A finales de febrero, decidimos organizar un pase de diapositivas. Fue idea de Susso y parecía muy ansiosa por hacerlo, así que accedí. Pusimos anuncios en el Kuriren, el Norrländskan y en el Kiruna Annonsblad, y la sala de Nåjden se llenó. Sixten Kalla dijo que nunca había visto tanta gente, y con eso probablemente quería decir en toda su vida. No hubo sitio para todo el mundo en el local, y había asientos para casi cuatrocientas personas.

Naturalmente, la gente había acudido para enterarse de más cosas sobre el Hombre de Vaikijaur, y la desaparición, y el milagroso retorno, de Mattias Mickelsson, porque habíamos puesto en el anuncio que Susso hablaría sobre ello. Yo ya le había preguntado cuánto quería contar —¿no diría nada sobre la ardilla o los osos, o lo que pasó con Jan-Olof Haapaniemi?—, pero no me había contestado, así que yo daba por hecho que hablaría sobre la página web y la fotografía de papá.
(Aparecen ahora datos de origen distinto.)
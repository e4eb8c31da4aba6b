use http::StatusCode;
use switchboard_core::HttpError;
use thiserror::Error;

/// Authentication and authorization failures
#[derive(Debug, Error)]
pub enum AuthError {
    /// Remote request with no credential while auth is enforced
    #[error("authentication required")]
    Required,

    /// Credential invalid, session expired, or allow-list denial
    #[error("forbidden: {0}")]
    Forbidden(String),

    /// Session token does not exist (or has already expired)
    #[error("session not found")]
    SessionNotFound,
}

impl HttpError for AuthError {
    fn status_code(&self) -> StatusCode {
        match self {
            Self::Required => StatusCode::UNAUTHORIZED,
            Self::Forbidden(_) => StatusCode::FORBIDDEN,
            Self::SessionNotFound => StatusCode::NOT_FOUND,
        }
    }

    fn error_kind(&self) -> &str {
        match self {
            Self::Required => "auth-required",
            Self::Forbidden(_) => "forbidden",
            Self::SessionNotFound => "not-found",
        }
    }

    fn client_message(&self) -> String {
        match self {
            Self::Required => {
                "authentication required: log in via /auth/login or present an API key".to_owned()
            }
            other => other.to_string(),
        }
    }
}
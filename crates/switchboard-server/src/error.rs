use axum::Json;
use axum::response::{IntoResponse, Response};
use switchboard_core::HttpError;
use switchboard_ratelimit::RateLimitError;
use switchboard_router::RouterError;

/// Render a domain error as the gateway's JSON error shape
pub fn error_response(error: &dyn HttpError) -> Response {
    let status = error.status_code();
    let body = serde_json::json!({
        "error": {
            "type": error.error_kind(),
            "message": error.client_message(),
        }
    });
    (status, Json(body)).into_response()
}

/// As `error_response`, adding `retry-after` for rate-limit rejections
pub fn router_error_response(error: &RouterError) -> Response {
    let mut response = error_response(error);
    if let RouterError::RateLimit(RateLimitError::Exceeded { retry_after }) = error
        && let Ok(value) = retry_after.to_string().parse()
    {
        response.headers_mut().insert("retry-after", value);
    }
    response
}
//! Wire shapes for local-runtime providers
//!
//! Ollama, vLLM, and transformers-style inference servers each speak a
//! small renaming of one of the dominant patterns; the gateway treats them
//! as ordinary HTTP targets and never hosts weights itself.

use indexmap::IndexMap;
use serde::{Deserialize, Serialize};
use serde_json::Value;

// -- Ollama --

/// `/api/chat` request
#[derive(Debug, Clone, Serialize)]
pub struct OllamaChatRequest {
    pub model: String,
    pub messages: Vec<OllamaMessage>,
    /// Always false; the adapter does not stream Ollama
    pub stream: bool,
    /// Generation parameters live under `options`
    pub options: IndexMap<String, Value>,
}

/// Chat message
#[derive(Debug, Clone, Serialize, Deserialize)]
pub struct OllamaMessage {
    pub role: String,
    pub content: String,
}

/// `/api/generate` request
#[derive(Debug, Clone, Serialize)]
pub struct OllamaGenerateRequest {
    pub model: String,
    pub prompt: String,
    pub stream: bool,
    pub options: IndexMap<String, Value>,
}

/// Response from either Ollama endpoint
#[derive(Debug, Clone, Deserialize)]
pub struct OllamaResponse {
    /// `/api/chat` puts the text under `message.content`
    #[serde(default)]
    pub message: Option<OllamaMessage>,
    /// `/api/generate` puts the text under `response`
    #[serde(default)]
    pub response: Option<String>,
    /// Prompt token count
    #[serde(default)]
    pub prompt_eval_count: Option<u64>,
    /// Completion token count
    #[serde(default)]
    pub eval_count: Option<u64>,
}

// -- vLLM --

/// `/v1/completions` request
///
/// Every call goes to this one endpoint; the server accepts a `prompt`
/// or a `messages` array on it, so exactly one of the two is populated.
#[derive(Debug, Clone, Serialize)]
pub struct VllmCompletionRequest {
    pub model: String,
    #[serde(skip_serializing_if = "Option::is_none")]
    pub prompt: Option<String>,
    #[serde(skip_serializing_if = "Option::is_none")]
    pub messages: Option<Vec<crate::protocol::openai::OpenAiMessage>>,
    #[serde(flatten)]
    pub parameters: IndexMap<String, Value>,
}

// -- Transformers inference server --

/// `/generate` request (text-generation-inference shape)
#[derive(Debug, Clone, Serialize)]
pub struct TgiGenerateRequest {
    /// Prompt text
    pub inputs: String,
    /// Generation parameters
    pub parameters: IndexMap<String, Value>,
}

/// `/generate` response; servers return an object or a one-element list
#[derive(Debug, Clone, Deserialize)]
#[serde(untagged)]
pub enum TgiGenerateResponse {
    One(TgiGenerated),
    Many(Vec<TgiGenerated>),
}

/// Generated text payload
#[derive(Debug, Clone, Deserialize)]
pub struct TgiGenerated {
    #[serde(default)]
    pub generated_text: Option<String>,
}

impl TgiGenerateResponse {
    /// First generated text, empty when absent
    pub fn text(&self) -> String {
        match self {
            Self::One(one) => one.generated_text.clone().unwrap_or_default(),
            Self::Many(many) => many
                .first()
                .and_then(|g| g.generated_text.clone())
                .unwrap_or_default(),
        }
    }
}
Cecilia organizó la presentación de las diapositivas. A mí me pareció que debería habernos dejado la tarea a Susso o a mí, porque estaba un poco desequilibrada. Llevaba más de un mes de baja y Tommy y yo nos habíamos turnado para cuidar de Ella, porque era como si Cecilia no la viera. Pero insistió en sujetar el micrófono. Salió mal, claro. Repetía las cosas demasiado y perdía el hilo, y después empezó a contar una anécdota de cómo papá se había olvidado de ella en la orilla de un lago cuando era pequeña y habían volado al monte donde él quería pescar. Se rascaba el cuero cabelludo con fuerza, una y otra vez, era como una especie de tic, y tuve que bajarla del escenario por la fuerza, más o menos, para que pudiéramos iniciar el pase de las diapositivas.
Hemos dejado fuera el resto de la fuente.